(Saved entries)
Start of Block

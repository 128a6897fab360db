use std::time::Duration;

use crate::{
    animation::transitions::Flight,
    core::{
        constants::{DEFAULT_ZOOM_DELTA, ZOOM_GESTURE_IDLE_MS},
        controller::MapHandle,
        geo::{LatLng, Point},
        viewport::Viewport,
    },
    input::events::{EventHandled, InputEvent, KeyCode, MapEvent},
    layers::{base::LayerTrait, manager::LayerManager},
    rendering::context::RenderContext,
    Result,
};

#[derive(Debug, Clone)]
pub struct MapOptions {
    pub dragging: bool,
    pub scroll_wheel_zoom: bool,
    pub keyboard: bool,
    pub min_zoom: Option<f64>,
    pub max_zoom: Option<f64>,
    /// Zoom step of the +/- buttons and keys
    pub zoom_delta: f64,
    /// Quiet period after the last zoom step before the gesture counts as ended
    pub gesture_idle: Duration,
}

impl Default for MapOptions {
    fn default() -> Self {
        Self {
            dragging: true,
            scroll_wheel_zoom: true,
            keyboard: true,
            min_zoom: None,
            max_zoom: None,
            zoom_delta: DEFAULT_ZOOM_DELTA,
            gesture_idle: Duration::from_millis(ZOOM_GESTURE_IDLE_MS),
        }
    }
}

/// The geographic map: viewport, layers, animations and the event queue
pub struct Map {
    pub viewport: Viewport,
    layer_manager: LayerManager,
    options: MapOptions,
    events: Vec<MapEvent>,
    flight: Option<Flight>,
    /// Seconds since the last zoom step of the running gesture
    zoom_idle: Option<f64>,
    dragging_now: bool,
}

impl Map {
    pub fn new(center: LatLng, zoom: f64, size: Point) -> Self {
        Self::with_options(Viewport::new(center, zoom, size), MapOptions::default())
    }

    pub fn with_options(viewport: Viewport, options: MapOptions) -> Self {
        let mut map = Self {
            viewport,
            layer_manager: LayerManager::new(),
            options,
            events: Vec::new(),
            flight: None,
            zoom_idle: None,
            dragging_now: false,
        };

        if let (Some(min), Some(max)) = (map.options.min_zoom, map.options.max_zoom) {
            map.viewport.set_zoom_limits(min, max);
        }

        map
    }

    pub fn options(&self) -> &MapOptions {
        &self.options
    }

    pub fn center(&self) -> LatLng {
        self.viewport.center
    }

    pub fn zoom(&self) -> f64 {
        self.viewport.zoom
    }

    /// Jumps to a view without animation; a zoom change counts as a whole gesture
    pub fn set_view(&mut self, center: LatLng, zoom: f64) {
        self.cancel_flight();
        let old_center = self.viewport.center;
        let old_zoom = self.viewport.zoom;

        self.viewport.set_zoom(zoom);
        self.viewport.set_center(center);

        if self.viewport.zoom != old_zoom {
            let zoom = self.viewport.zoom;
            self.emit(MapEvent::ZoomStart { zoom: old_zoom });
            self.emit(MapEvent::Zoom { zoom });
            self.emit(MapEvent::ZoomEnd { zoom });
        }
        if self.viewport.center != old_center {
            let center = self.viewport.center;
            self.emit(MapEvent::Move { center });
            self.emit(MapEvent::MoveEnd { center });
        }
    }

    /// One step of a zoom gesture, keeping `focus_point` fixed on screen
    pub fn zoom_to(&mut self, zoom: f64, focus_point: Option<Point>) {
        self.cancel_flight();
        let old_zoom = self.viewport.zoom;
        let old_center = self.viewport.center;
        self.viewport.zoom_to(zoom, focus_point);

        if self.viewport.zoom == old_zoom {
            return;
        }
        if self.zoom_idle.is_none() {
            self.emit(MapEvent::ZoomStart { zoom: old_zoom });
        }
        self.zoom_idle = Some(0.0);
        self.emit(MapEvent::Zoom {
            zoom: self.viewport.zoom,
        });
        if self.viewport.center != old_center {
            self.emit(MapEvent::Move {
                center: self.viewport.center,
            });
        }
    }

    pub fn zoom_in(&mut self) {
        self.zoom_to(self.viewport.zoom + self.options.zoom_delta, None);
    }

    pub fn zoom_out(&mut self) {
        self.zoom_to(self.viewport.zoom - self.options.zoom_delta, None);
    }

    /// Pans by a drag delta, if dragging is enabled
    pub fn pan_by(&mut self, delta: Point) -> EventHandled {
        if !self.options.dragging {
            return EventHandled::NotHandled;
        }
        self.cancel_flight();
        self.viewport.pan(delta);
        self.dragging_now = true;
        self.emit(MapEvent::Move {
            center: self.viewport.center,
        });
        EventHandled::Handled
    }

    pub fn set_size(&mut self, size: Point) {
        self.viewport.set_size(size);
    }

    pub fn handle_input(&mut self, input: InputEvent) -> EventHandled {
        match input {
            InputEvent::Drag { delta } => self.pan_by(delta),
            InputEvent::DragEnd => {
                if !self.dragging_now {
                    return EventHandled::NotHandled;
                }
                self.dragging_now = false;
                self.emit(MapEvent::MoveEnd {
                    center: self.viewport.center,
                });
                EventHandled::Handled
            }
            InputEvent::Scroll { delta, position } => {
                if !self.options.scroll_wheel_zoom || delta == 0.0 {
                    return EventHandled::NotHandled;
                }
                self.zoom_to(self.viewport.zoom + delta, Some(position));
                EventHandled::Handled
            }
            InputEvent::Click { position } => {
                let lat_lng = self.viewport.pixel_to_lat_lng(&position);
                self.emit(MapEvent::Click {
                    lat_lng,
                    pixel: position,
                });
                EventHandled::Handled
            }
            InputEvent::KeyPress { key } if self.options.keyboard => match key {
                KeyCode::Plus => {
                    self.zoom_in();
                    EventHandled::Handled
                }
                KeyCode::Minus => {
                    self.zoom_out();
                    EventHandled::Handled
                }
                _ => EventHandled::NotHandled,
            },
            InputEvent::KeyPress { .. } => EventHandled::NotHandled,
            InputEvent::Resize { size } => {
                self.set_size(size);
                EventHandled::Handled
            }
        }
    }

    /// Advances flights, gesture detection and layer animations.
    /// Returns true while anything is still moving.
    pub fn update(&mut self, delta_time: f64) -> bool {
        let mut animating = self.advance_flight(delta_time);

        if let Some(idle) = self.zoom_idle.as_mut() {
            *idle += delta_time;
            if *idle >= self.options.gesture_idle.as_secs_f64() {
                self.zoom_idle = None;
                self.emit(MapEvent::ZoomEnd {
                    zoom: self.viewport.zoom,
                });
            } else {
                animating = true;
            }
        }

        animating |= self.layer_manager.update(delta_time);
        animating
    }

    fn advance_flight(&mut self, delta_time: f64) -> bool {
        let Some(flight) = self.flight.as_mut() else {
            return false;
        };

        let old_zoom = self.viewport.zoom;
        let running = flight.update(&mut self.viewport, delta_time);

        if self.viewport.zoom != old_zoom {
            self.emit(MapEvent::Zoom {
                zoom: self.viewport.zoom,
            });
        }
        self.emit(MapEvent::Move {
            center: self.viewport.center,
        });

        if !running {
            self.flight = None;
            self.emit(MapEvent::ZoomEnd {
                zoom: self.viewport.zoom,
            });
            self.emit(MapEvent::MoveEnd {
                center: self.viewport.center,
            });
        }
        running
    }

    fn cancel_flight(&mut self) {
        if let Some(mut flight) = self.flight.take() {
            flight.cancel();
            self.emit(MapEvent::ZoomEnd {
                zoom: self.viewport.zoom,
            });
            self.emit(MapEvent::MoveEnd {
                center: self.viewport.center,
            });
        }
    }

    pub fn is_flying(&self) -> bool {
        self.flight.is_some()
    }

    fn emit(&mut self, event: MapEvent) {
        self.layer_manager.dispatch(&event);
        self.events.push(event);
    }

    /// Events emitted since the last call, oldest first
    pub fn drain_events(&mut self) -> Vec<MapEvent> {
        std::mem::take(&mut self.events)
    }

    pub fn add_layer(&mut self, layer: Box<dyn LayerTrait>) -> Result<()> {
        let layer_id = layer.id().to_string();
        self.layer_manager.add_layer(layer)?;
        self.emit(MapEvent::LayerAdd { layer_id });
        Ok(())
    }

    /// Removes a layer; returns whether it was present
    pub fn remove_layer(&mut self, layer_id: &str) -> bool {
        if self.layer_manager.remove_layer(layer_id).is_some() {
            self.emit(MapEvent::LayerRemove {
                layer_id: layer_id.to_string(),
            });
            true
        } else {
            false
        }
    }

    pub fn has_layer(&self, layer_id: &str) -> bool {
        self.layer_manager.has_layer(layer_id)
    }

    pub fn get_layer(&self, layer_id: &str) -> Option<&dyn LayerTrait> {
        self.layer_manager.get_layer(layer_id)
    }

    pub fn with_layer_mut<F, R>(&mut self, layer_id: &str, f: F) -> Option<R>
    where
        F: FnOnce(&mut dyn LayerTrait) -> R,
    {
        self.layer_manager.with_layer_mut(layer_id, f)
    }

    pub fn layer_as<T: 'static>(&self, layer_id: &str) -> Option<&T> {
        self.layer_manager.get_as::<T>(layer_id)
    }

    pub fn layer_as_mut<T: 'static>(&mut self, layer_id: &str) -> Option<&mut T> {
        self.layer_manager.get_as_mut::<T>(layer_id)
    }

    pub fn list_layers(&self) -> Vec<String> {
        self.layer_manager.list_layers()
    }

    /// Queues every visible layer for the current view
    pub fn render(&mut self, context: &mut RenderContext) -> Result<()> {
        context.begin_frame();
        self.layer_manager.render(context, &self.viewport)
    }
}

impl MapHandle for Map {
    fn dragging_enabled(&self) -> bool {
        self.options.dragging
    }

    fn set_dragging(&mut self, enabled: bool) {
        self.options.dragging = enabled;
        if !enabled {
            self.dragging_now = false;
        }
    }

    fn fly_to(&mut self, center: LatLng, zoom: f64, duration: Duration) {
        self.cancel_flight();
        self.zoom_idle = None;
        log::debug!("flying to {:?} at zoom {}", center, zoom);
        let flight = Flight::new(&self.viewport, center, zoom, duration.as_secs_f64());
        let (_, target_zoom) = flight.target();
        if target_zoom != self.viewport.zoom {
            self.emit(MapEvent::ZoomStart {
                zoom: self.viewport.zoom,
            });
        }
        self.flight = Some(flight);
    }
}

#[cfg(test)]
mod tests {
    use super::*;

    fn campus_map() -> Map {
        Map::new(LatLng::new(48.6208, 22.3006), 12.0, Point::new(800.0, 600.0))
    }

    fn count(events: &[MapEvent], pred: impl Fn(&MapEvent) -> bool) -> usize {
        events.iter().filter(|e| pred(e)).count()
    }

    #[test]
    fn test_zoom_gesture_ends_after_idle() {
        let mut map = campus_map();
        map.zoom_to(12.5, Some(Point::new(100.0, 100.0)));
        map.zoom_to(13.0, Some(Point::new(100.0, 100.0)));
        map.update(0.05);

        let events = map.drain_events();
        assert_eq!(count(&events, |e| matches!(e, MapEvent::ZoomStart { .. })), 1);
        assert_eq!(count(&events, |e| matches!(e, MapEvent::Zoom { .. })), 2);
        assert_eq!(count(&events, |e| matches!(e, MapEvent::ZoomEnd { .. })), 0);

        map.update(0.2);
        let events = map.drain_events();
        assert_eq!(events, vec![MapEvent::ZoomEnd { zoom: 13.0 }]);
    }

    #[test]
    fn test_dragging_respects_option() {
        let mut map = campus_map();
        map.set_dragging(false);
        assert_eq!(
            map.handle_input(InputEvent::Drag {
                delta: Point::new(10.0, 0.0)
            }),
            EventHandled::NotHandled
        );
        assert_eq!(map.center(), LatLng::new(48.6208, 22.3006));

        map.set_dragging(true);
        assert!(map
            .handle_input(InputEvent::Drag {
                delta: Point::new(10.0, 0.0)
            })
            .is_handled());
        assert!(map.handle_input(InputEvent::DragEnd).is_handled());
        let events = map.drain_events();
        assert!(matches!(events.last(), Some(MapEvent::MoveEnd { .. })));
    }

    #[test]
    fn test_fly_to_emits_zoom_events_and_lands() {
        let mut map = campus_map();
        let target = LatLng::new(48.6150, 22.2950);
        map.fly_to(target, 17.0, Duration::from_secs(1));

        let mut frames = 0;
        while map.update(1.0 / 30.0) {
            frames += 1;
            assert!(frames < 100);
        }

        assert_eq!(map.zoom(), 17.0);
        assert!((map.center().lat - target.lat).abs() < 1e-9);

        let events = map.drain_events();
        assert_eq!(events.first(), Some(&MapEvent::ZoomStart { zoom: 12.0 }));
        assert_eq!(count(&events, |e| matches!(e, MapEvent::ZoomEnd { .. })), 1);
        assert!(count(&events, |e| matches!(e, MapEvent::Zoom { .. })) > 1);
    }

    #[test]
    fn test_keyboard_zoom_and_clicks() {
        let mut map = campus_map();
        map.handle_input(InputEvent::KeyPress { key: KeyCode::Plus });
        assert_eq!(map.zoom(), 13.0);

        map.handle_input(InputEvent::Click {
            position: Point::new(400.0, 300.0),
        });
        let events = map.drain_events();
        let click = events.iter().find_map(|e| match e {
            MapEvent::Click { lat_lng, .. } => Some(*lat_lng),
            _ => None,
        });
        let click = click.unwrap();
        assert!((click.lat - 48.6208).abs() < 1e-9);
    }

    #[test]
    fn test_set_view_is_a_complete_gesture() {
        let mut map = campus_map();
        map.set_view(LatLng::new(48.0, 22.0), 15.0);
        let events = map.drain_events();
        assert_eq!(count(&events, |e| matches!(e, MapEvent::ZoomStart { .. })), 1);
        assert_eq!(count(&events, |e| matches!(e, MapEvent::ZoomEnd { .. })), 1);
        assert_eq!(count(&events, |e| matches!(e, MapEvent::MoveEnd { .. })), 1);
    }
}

End of Block

[WHAT TO DO]
Word for word, restate the data above from its first line down to and including the line with "pub fn new(center: LatLng, zoom: f64, size: Point)".

[TASK RESPONSE]
repository 128a6897fab360db
use std::time::Duration;

use crate::{
    animation::transitions::Flight,
    core::{
        constants::{DEFAULT_ZOOM_DELTA, ZOOM_GESTURE_IDLE_MS},
        controller::MapHandle,
        geo::{LatLng, Point},
        viewport::Viewport,
    },
    input::events::{EventHandled, InputEvent, KeyCode, MapEvent},
    layers::{base::LayerTrait, manager::LayerManager},
    rendering::context::RenderContext,
    Result,
};

#[derive(Debug, Clone)]
pub struct MapOptions {
    pub dragging: bool,
    pub scroll_wheel_zoom: bool,
    pub keyboard: bool,
    pub min_zoom: Option<f64>,
    pub max_zoom: Option<f64>,
    /// Zoom step of the +/- buttons and keys
    pub zoom_delta: f64,
    /// Quiet period after the last zoom step before the gesture counts as ended
    pub gesture_idle: Duration,
}

impl Default for MapOptions {
    fn default() -> Self {
        Self {
            dragging: true,
            scroll_wheel_zoom: true,
            keyboard: true,
            min_zoom: None,
            max_zoom: None,
            zoom_delta: DEFAULT_ZOOM_DELTA,
            gesture_idle: Duration::from_millis(ZOOM_GESTURE_IDLE_MS),
        }
    }
}

/// The geographic map: viewport, layers, animations and the event queue
pub struct Map {
    pub viewport: Viewport,
    layer_manager: LayerManager,
    options: MapOptions,
    events: Vec<MapEvent>,
    flight: Option<Flight>,
    /// Seconds since the last zoom step of the running gesture
    zoom_idle: Option<f64>,
    dragging_now: bool,
}

impl Map {
    pub fn new(center: LatLng, zoom: f64, size: Point) -> Self {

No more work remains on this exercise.